(Stored items)
■ ■ ■ ■
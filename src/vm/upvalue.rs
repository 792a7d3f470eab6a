//! Closures, upvalues, and the open-upvalue list.

use std::fmt;
use std::rc::Rc;

use crate::error::RuntimeError;

use super::chunk::FunctionProto;
use super::heap::Object;
use super::value::{ObjPtr, Value};
use super::vm::Vm;

/// A closure: a function prototype paired with its captured upvalues.
#[derive(Clone)]
pub struct Closure {
    pub function: Rc<FunctionProto>,
    pub upvalues: Vec<ObjPtr>,
}

impl Closure {
    pub fn new(function: Rc<FunctionProto>, upvalues: Vec<ObjPtr>) -> Self {
        Self { function, upvalues }
    }
}

impl fmt::Debug for Closure {
    fn fmt(&self, f: &mut fmt::Formatter<'_>) -> fmt::Result {
        write!(f, "<fn {}>", self.function.name)
    }
}

/// Where a captured variable currently lives.
///
/// While the owning frame is live the upvalue is "open" and points at an
/// absolute stack slot. Once the slot goes away it is "closed" and holds the value.
#[derive(Debug, Clone, Copy)]
pub enum Upvalue {
    Open(usize),
    Closed(Value),
}

/// Heap representation of an upvalue, linked into the VM's open list while open.
#[derive(Debug, Clone)]
pub struct ObjUpvalue {
    pub location: Upvalue,
    pub next: Option<ObjPtr>,
}

/// Descriptor emitted by the compiler for each upvalue a closure captures.
#[derive(Debug, Clone, Copy, PartialEq, Eq)]
pub struct UpvalueDescriptor {
    /// True: captures a local slot of the immediately enclosing function.
    /// False: re-captures one of the enclosing function's own upvalues.
    pub is_local: bool,
    pub index: u16,
}

impl Vm {
    fn upvalue_obj(&self, ptr: ObjPtr) -> Result<&ObjUpvalue, RuntimeError> {
        match self.heap.get(ptr)? {
            Object::Upvalue(up) => Ok(up),
            _ => Err(RuntimeError::invalid_heap_access(
                "expected an upvalue",
                Default::default(),
            )),
        }
    }

    fn upvalue_obj_mut(&mut self, ptr: ObjPtr) -> Result<&mut ObjUpvalue, RuntimeError> {
        match self.heap.get_mut(ptr)? {
            Object::Upvalue(up) => Ok(up),
            _ => Err(RuntimeError::invalid_heap_access(
                "expected an upvalue",
                Default::default(),
            )),
        }
    }

    /// Find or create the open upvalue for `slot`.
    ///
    /// The open list is ordered by descending slot, so the walk stops at the
    /// first entry at or below `slot`. An existing entry for the slot is reused
    /// so every closure capturing it observes the same variable.
    pub(crate) fn capture_upvalue(&mut self, slot: usize) -> Result<ObjPtr, RuntimeError> {
        let mut previous: Option<ObjPtr> = None;
        let mut current = self.open_upvalues;

        while let Some(ptr) = current {
            let up = self.upvalue_obj(ptr)?;
            let open_slot = match up.location {
                Upvalue::Open(s) => s,
                Upvalue::Closed(_) => break,
            };
            if open_slot <= slot {
                if open_slot == slot {
                    return Ok(ptr);
                }
                break;
            }
            previous = current;
            current = up.next;
        }

        let created = self.heap.alloc(Object::Upvalue(ObjUpvalue {
            location: Upvalue::Open(slot),
            next: current,
        }));

        match previous {
            None => self.open_upvalues = Some(created),
            Some(prev) => self.upvalue_obj_mut(prev)?.next = Some(created),
        }

        Ok(created)
    }

    /// Close every open upvalue pointing at `last` or any slot above it.
    pub(crate) fn close_upvalues(&mut self, last: usize) -> Result<(), RuntimeError> {
        while let Some(ptr) = self.open_upvalues {
            let slot = match self.upvalue_obj(ptr)?.location {
                Upvalue::Open(slot) => slot,
                Upvalue::Closed(_) => {
                    return Err(RuntimeError::invalid_heap_access(
                        "closed upvalue left on the open list",
                        Default::default(),
                    ))
                }
            };
            if slot < last {
                break;
            }

            let value = self.stack.get(slot).copied().ok_or_else(|| {
                RuntimeError::invalid_heap_access(
                    format!("upvalue slot {} is off the stack", slot),
                    Default::default(),
                )
            })?;
            let up = self.upvalue_obj_mut(ptr)?;
            up.location = Upvalue::Closed(value);
            let next = up.next.take();
            self.open_upvalues = next;
        }
        Ok(())
    }

    pub(crate) fn read_upvalue(&self, ptr: ObjPtr) -> Result<Value, RuntimeError> {
        match self.upvalue_obj(ptr)?.location {
            Upvalue::Open(slot) => self.stack.get(slot).copied().ok_or_else(|| {
                RuntimeError::invalid_heap_access(
                    format!("upvalue slot {} is off the stack", slot),
                    Default::default(),
                )
            }),
            Upvalue::Closed(value) => Ok(value),
        }
    }

    pub(crate) fn write_upvalue(&mut self, ptr: ObjPtr, value: Value) -> Result<(), RuntimeError> {
        match self.upvalue_obj(ptr)?.location {
            Upvalue::Open(slot) => match self.stack.get_mut(slot) {
                Some(target) => {
                    *target = value;
                    Ok(())
                }
                None => Err(RuntimeError::invalid_heap_access(
                    format!("upvalue slot {} is off the stack", slot),
                    Default::default(),
                )),
            },
            Upvalue::Closed(_) => {
                self.upvalue_obj_mut(ptr)?.location = Upvalue::Closed(value);
                Ok(())
            }
        }
    }

    /// Slots of the open list, head first.
    pub(crate) fn open_upvalue_slots(&self) -> Vec<usize> {
        let mut slots = Vec::new();
        let mut current = self.open_upvalues;
        while let Some(ptr) = current {
            match self.upvalue_obj(ptr) {
                Ok(ObjUpvalue {
                    location: Upvalue::Open(slot),
                    next,
                }) => {
                    slots.push(*slot);
                    current = *next;
                }
                _ => break,
            }
        }
        slots
    }
}
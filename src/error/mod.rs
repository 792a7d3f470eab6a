//! Error types for all phases: scanning, compilation and execution.

use std::fmt;

use crate::span::Span;
use thiserror::Error;

/// Lexer errors.
#[derive(Debug, Clone, Error)]
pub enum LexerError {
    #[error("Unexpected character '{0}' at {1}")]
    UnexpectedChar(char, Span),

    #[error("Unterminated string at {0}")]
    UnterminatedString(Span),

    #[error("Invalid number '{0}' at {1}")]
    InvalidNumber(String, Span),
}

impl LexerError {
    pub fn unexpected_char(c: char, span: Span) -> Self {
        Self::UnexpectedChar(c, span)
    }

    pub fn unterminated_string(span: Span) -> Self {
        Self::UnterminatedString(span)
    }

    pub fn invalid_number(s: String, span: Span) -> Self {
        Self::InvalidNumber(s, span)
    }

    pub fn span(&self) -> Span {
        match self {
            Self::UnexpectedChar(_, span) => *span,
            Self::UnterminatedString(span) => *span,
            Self::InvalidNumber(_, span) => *span,
        }
    }
}

/// A single compile-time diagnostic, tied to the token that triggered it.
#[derive(Debug, Clone, Error)]
#[error("{message} (at '{lexeme}', {span})")]
pub struct CompileError {
    pub message: String,
    pub lexeme: String,
    pub span: Span,
}

impl CompileError {
    pub fn new(message: impl Into<String>, lexeme: impl Into<String>, span: Span) -> Self {
        Self {
            message: message.into(),
            lexeme: lexeme.into(),
            span,
        }
    }

    pub fn span(&self) -> Span {
        self.span
    }
}

/// Every diagnostic reported by one compilation, in source order.
#[derive(Debug, Clone, Default)]
pub struct CompileErrors(pub Vec<CompileError>);

impl CompileErrors {
    pub fn iter(&self) -> std::slice::Iter<'_, CompileError> {
        self.0.iter()
    }

    pub fn len(&self) -> usize {
        self.0.len()
    }

    pub fn is_empty(&self) -> bool {
        self.0.is_empty()
    }

    /// True if any diagnostic message contains `needle`.
    pub fn contains(&self, needle: &str) -> bool {
        self.0.iter().any(|e| e.message.contains(needle))
    }
}

impl fmt::Display for CompileErrors {
    fn fmt(&self, f: &mut fmt::Formatter<'_>) -> fmt::Result {
        for (i, err) in self.0.iter().enumerate() {
            if i > 0 {
                writeln!(f)?;
            }
            write!(f, "{}", err)?;
        }
        Ok(())
    }
}

impl std::error::Error for CompileErrors {}

impl From<CompileError> for CompileErrors {
    fn from(err: CompileError) -> Self {
        Self(vec![err])
    }
}

/// Runtime errors. All of them abort the current run.
#[derive(Debug, Clone, Error)]
pub enum RuntimeError {
    #[error("Undefined variable '{0}' at {1}")]
    UndefinedVariable(String, Span),

    #[error("Undefined property '{0}' at {1}")]
    UndefinedProperty(String, Span),

    #[error("Can only call functions and classes at {0}")]
    NotCallable(Span),

    #[error("Expected {expected} arguments but got {got} at {span}")]
    WrongArity {
        expected: usize,
        got: usize,
        span: Span,
    },

    #[error("Type error: {message} at {span}")]
    TypeError { message: String, span: Span },

    #[error("Stack overflow at {0}")]
    StackOverflow(Span),

    #[error("Stack underflow at {0}")]
    StackUnderflow(Span),

    #[error("Invalid heap access: {message} at {span}")]
    InvalidHeapAccess { message: String, span: Span },

    #[error("Host interop error: {message} at {span}")]
    Interop { message: String, span: Span },

    #[error("{message} at {span}")]
    General { message: String, span: Span },
}

impl RuntimeError {
    pub fn new(message: impl Into<String>, span: Span) -> Self {
        Self::General {
            message: message.into(),
            span,
        }
    }

    pub fn undefined_variable(name: impl Into<String>, span: Span) -> Self {
        Self::UndefinedVariable(name.into(), span)
    }

    pub fn undefined_property(name: impl Into<String>, span: Span) -> Self {
        Self::UndefinedProperty(name.into(), span)
    }

    pub fn not_callable(span: Span) -> Self {
        Self::NotCallable(span)
    }

    pub fn wrong_arity(expected: usize, got: usize, span: Span) -> Self {
        Self::WrongArity {
            expected,
            got,
            span,
        }
    }

    pub fn type_error(message: impl Into<String>, span: Span) -> Self {
        Self::TypeError {
            message: message.into(),
            span,
        }
    }

    pub fn invalid_heap_access(message: impl Into<String>, span: Span) -> Self {
        Self::InvalidHeapAccess {
            message: message.into(),
            span,
        }
    }

    pub fn interop(message: impl Into<String>, span: Span) -> Self {
        Self::Interop {
            message: message.into(),
            span,
        }
    }

    pub fn span(&self) -> Span {
        match self {
            Self::UndefinedVariable(_, span) => *span,
            Self::UndefinedProperty(_, span) => *span,
            Self::NotCallable(span) => *span,
            Self::WrongArity { span, .. } => *span,
            Self::TypeError { span, .. } => *span,
            Self::StackOverflow(span) => *span,
            Self::StackUnderflow(span) => *span,
            Self::InvalidHeapAccess { span, .. } => *span,
            Self::Interop { span, .. } => *span,
            Self::General { span, .. } => *span,
        }
    }

    /// Re-anchor an error raised without location info (heap lookups, host
    /// callbacks) to the line of the instruction that triggered it.
    pub fn with_span(mut self, at: Span) -> Self {
        match &mut self {
            Self::UndefinedVariable(_, span)
            | Self::UndefinedProperty(_, span)
            | Self::NotCallable(span)
            | Self::StackOverflow(span)
            | Self::StackUnderflow(span) => *span = at,
            Self::WrongArity { span, .. }
            | Self::TypeError { span, .. }
            | Self::InvalidHeapAccess { span, .. }
            | Self::Interop { span, .. }
            | Self::General { span, .. } => *span = at,
        }
        self
    }
}

/// A unified error type for all phases.
#[derive(Debug, Error)]
pub enum GearsError {
    #[error("Lexer error: {0}")]
    Lexer(#[from] LexerError),

    #[error("Compile error:\n{0}")]
    Compile(#[from] CompileErrors),

    #[error("Runtime error: {0}")]
    Runtime(#[from] RuntimeError),

    #[error("IO error: {0}")]
    Io(#[from] std::io::Error),
}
■ ■ ■ ■
WORK TO BE COMPLETED
After locating the line with "list while open." above, return that line and every later line through the one with "pub(crate) fn capture_upvalue(&mut", word for word and with nothing else.

YOUR SOLUTION
/// Heap representation of an upvalue, linked into the VM's open list while open.
#[derive(Debug, Clone)]
pub struct ObjUpvalue {
    pub location: Upvalue,
    pub next: Option<ObjPtr>,
}

/// Descriptor emitted by the compiler for each upvalue a closure captures.
#[derive(Debug, Clone, Copy, PartialEq, Eq)]
pub struct UpvalueDescriptor {
    /// True: captures a local slot of the immediately enclosing function.
    /// False: re-captures one of the enclosing function's own upvalues.
    pub is_local: bool,
    pub index: u16,
}

impl Vm {
    fn upvalue_obj(&self, ptr: ObjPtr) -> Result<&ObjUpvalue, RuntimeError> {
        match self.heap.get(ptr)? {
            Object::Upvalue(up) => Ok(up),
            _ => Err(RuntimeError::invalid_heap_access(
                "expected an upvalue",
                Default::default(),
            )),
        }
    }

    fn upvalue_obj_mut(&mut self, ptr: ObjPtr) -> Result<&mut ObjUpvalue, RuntimeError> {
        match self.heap.get_mut(ptr)? {
            Object::Upvalue(up) => Ok(up),
            _ => Err(RuntimeError::invalid_heap_access(
                "expected an upvalue",
                Default::default(),
            )),
        }
    }

    /// Find or create the open upvalue for `slot`.
    ///
    /// The open list is ordered by descending slot, so the walk stops at the
    /// first entry at or below `slot`. An existing entry for the slot is reused
    /// so every closure capturing it observes the same variable.
    pub(crate) fn capture_upvalue(&mut self, slot: usize) -> Result<ObjPtr, RuntimeError> {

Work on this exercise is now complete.